Record set:
>>>
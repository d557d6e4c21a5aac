//! Product card parser
//!
//! Extracts one [`ProductRecord`] from one listing card fragment. Missing
//! optional markup degrades the record instead of failing it; only a missing
//! card container or an unparsable price drops the record.

#![allow(clippy::uninlined_format_args)]

use scraper::{ElementRef, Html, Selector};
use tracing::{debug, warn};
use url::Url;

use super::config::ExtractionSelectors;
use super::error::{ParsingError, ParsingResult};
use super::price::normalize_price;
use super::compile_selector;
use crate::domain::product::ProductRecord;
use crate::infrastructure::config::SyncConfig;

/// Raw price text used when the price element is absent
const MISSING_PRICE_TEXT: &str = "0";

/// Raw text, then its entity-decoded form
const NOSCRIPT_DECODE_PASSES: usize = 2;

/// Parser for single listing cards
pub struct ProductCardParser {
    base_url: String,
    site_origin: Url,
    card_selector_text: String,
    card: Selector,
    link: Selector,
    name: Selector,
    description: Selector,
    price: Selector,
    category: Selector,
    noscript: Selector,
    image: Selector,
}

impl ProductCardParser {
    /// Create a parser with custom selector configuration
    pub fn new(base_url: &str, site_origin: Url, selectors: &ExtractionSelectors) -> ParsingResult<Self> {
        Ok(Self {
            base_url: base_url.to_string(),
            site_origin,
            card_selector_text: selectors.product_card.clone(),
            card: compile_selector(&selectors.product_card)?,
            link: compile_selector(&selectors.product_link)?,
            name: compile_selector(&selectors.name)?,
            description: compile_selector(&selectors.description)?,
            price: compile_selector(&selectors.price)?,
            category: compile_selector(&selectors.category)?,
            noscript: compile_selector(&selectors.noscript)?,
            image: compile_selector(&selectors.image)?,
        })
    }

    pub fn from_config(config: &SyncConfig) -> ParsingResult<Self> {
        let origin = config
            .resolved_site_origin()
            .map_err(|e| ParsingError::UrlResolutionFailed {
                url: config.base_url.clone(),
                reason: e.to_string(),
            })?;
        Self::new(&config.base_url, origin, &config.selectors)
    }

    /// Extract a normalized record from one card's markup.
    pub fn extract(&self, fragment_html: &str) -> ParsingResult<ProductRecord> {
        let document = Html::parse_fragment(fragment_html);
        let card = document.select(&self.card).next().ok_or_else(|| {
            ParsingError::structure_missing(&self.card_selector_text, "listing card container not found in fragment")
        })?;

        let id = self.extract_id(&card);
        if id.is_none() {
            warn!("Listing card has no usable detail link; record has no identity");
        }

        let name = first_text(&card, &self.name).unwrap_or_default();
        let description = first_text(&card, &self.description).unwrap_or_default();

        let price_text = first_text(&card, &self.price).unwrap_or_else(|| {
            warn!(
                "Price element missing for product {}; defaulting to {}",
                id.as_deref().unwrap_or("<none>"),
                MISSING_PRICE_TEXT
            );
            MISSING_PRICE_TEXT.to_string()
        });
        let price = normalize_price(&price_text)?;

        let categories = self.extract_categories(&card);
        let image_url = self
            .extract_image_src(&card)
            .and_then(|src| self.resolve_image_url(&src));

        let source_url = ProductRecord::source_url_for(&self.base_url, id.as_deref());

        debug!(
            "Extracted product {} ({} categories, image: {})",
            id.as_deref().unwrap_or("<none>"),
            categories.len(),
            image_url.is_some()
        );

        Ok(ProductRecord {
            id,
            name,
            description,
            price,
            image_url,
            sale_price: None,
            out_of_stock: false,
            categories,
            source_url,
            created_at: None,
            updated_at: None,
        })
    }

    /// Last path segment of the detail link, ignoring query and fragment
    fn extract_id(&self, card: &ElementRef) -> Option<String> {
        let href = card.select(&self.link).next()?.value().attr("href")?;
        let path = href.split(['?', '#']).next().unwrap_or(href).trim();
        let segment = path.rsplit('/').next()?.trim();
        (!segment.is_empty()).then(|| segment.to_string())
    }

    /// All category labels, trimmed, without blanks or repeats
    fn extract_categories(&self, card: &ElementRef) -> Vec<String> {
        let mut categories: Vec<String> = Vec::new();
        for label in card.select(&self.category) {
            let text = element_text(&label);
            if !text.is_empty() && !categories.contains(&text) {
                categories.push(text);
            }
        }
        categories
    }

    /// Image `src` from the script-free fallback.
    ///
    /// With scripting enabled the HTML5 parser keeps `<noscript>` content as
    /// raw text, so the element lookup usually finds nothing and the text is
    /// parsed again as its own fragment. A card that was serialized back to
    /// markup carries that text entity-escaped (`&lt;img ...&gt;`), which
    /// takes one more decoding pass.
    fn extract_image_src(&self, card: &ElementRef) -> Option<String> {
        for noscript in card.select(&self.noscript) {
            if let Some(src) = noscript.select(&self.image).find_map(|img| img_src(&img)) {
                return Some(src);
            }

            let mut raw: String = noscript.text().collect();
            for _ in 0..NOSCRIPT_DECODE_PASSES {
                let fallback = Html::parse_fragment(&raw);
                if let Some(src) = fallback.select(&self.image).find_map(|img| img_src(&img)) {
                    return Some(src);
                }
                let decoded: String = fallback.root_element().text().collect();
                if decoded == raw {
                    break;
                }
                raw = decoded;
            }
        }
        None
    }

    fn resolve_image_url(&self, src: &str) -> Option<String> {
        match self.site_origin.join(src) {
            Ok(url) => Some(url.to_string()),
            Err(e) => {
                warn!("Dropping image reference '{}': {}", src, e);
                None
            }
        }
    }
}

fn img_src(img: &ElementRef) -> Option<String> {
    img.value()
        .attr("src")
        .map(str::trim)
        .filter(|src| !src.is_empty())
        .map(ToString::to_string)
}

fn element_text(element: &ElementRef) -> String {
    element.text().collect::<String>().trim().to_string()
}

fn first_text(card: &ElementRef, selector: &Selector) -> Option<String> {
    card.select(selector).next().map(|e| element_text(&e))
}
use chrono::{DateTime, Utc};
use serde::{Deserialize, Serialize};
use std::fmt;

/// Separator used when categories are flattened into a single column.
pub const CATEGORY_SEPARATOR: char = ',';

/// Canonical product entity harvested from one listing card.
///
/// `id` is the only identity field: two records with the same `id` are the
/// same logical product across runs, whatever else drifted.
#[derive(Debug, Clone, PartialEq)]
pub struct ProductRecord {
    /// Last path segment of the detail link. `None` when the card had no link.
    pub id: Option<String>,
    pub name: String,
    pub description: String,
    pub price: f64,
    pub image_url: Option<String>,
    /// Reserved, never populated by extraction.
    pub sale_price: Option<f64>,
    /// Reserved, always false from extraction.
    pub out_of_stock: bool,
    /// Ordered set in extraction order.
    pub categories: Vec<String>,
    pub source_url: String,
    pub created_at: Option<DateTime<Utc>>,
    pub updated_at: Option<DateTime<Utc>>,
}

impl ProductRecord {
    /// Build the detail page URL: `{base_url}/{id}`, or `base_url` without identity.
    pub fn source_url_for(base_url: &str, id: Option<&str>) -> String {
        match id {
            Some(id) => format!("{}/{}", base_url.trim_end_matches('/'), id),
            None => base_url.to_string(),
        }
    }

    /// Persisted form of the categories column.
    pub fn categories_joined(&self) -> String {
        join_categories(&self.categories)
    }

    /// Identity for log lines; degraded records show as `<none>`.
    pub fn display_id(&self) -> &str {
        self.id.as_deref().unwrap_or("<none>")
    }
}

/// Flatten categories into the comma-joined column value.
pub fn join_categories(categories: &[String]) -> String {
    categories.join(&CATEGORY_SEPARATOR.to_string())
}

/// Inverse of [`join_categories`]: trims each label and drops empties.
pub fn split_categories(joined: &str) -> Vec<String> {
    joined
        .split(CATEGORY_SEPARATOR)
        .map(str::trim)
        .filter(|s| !s.is_empty())
        .map(ToString::to_string)
        .collect()
}

/// One listing card as fetched from a catalog page.
#[derive(Debug, Clone, PartialEq, Eq)]
pub struct Fragment {
    pub html: String,
    pub page: u32,
    pub index: usize,
}

impl Fragment {
    pub fn new(html: impl Into<String>, page: u32, index: usize) -> Self {
        Self { html: html.into(), page, index }
    }
}

/// Target canvas for a raster derivative.
#[derive(Debug, Clone, Copy, PartialEq, Eq, Hash, Serialize, Deserialize)]
pub struct ImageSize {
    pub width: u32,
    pub height: u32,
}

impl ImageSize {
    pub const fn new(width: u32, height: u32) -> Self {
        Self { width, height }
    }

    pub const fn square(side: u32) -> Self {
        Self::new(side, side)
    }
}

impl fmt::Display for ImageSize {
    fn fmt(&self, f: &mut fmt::Formatter<'_>) -> fmt::Result {
        write!(f, "{}x{}", self.width, self.height)
    }
}

/// Outcome of a change-aware upsert.
#[derive(Debug, Clone, Copy, PartialEq, Eq)]
pub enum StoreAction {
    Inserted,
    Updated { image_changed: bool },
    /// Stored row is equal under the change predicate; nothing was written.
    Skipped,
    /// Persistence failed or was refused; treated like `Skipped` downstream.
    Failed,
}

impl StoreAction {
    /// Derivatives are produced for new products and for changed image references only.
    pub const fn needs_image_work(&self) -> bool {
        matches!(self, Self::Inserted | Self::Updated { image_changed: true })
    }
}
<<<
Goal of the exercise:
From the first line of the data above to the line holding "custom selector configuration", reproduce each line exactly; emit no other lines.

Solution for this exercise:
repository d557d6e4c21a5aac
//! Product card parser
//!
//! Extracts one [`ProductRecord`] from one listing card fragment. Missing
//! optional markup degrades the record instead of failing it; only a missing
//! card container or an unparsable price drops the record.

#![allow(clippy::uninlined_format_args)]

use scraper::{ElementRef, Html, Selector};
use tracing::{debug, warn};
use url::Url;

use super::config::ExtractionSelectors;
use super::error::{ParsingError, ParsingResult};
use super::price::normalize_price;
use super::compile_selector;
use crate::domain::product::ProductRecord;
use crate::infrastructure::config::SyncConfig;

/// Raw price text used when the price element is absent
const MISSING_PRICE_TEXT: &str = "0";

/// Raw text, then its entity-decoded form
const NOSCRIPT_DECODE_PASSES: usize = 2;

/// Parser for single listing cards
pub struct ProductCardParser {
    base_url: String,
    site_origin: Url,
    card_selector_text: String,
    card: Selector,
    link: Selector,
    name: Selector,
    description: Selector,
    price: Selector,
    category: Selector,
    noscript: Selector,
    image: Selector,
}

impl ProductCardParser {
    /// Create a parser with custom selector configuration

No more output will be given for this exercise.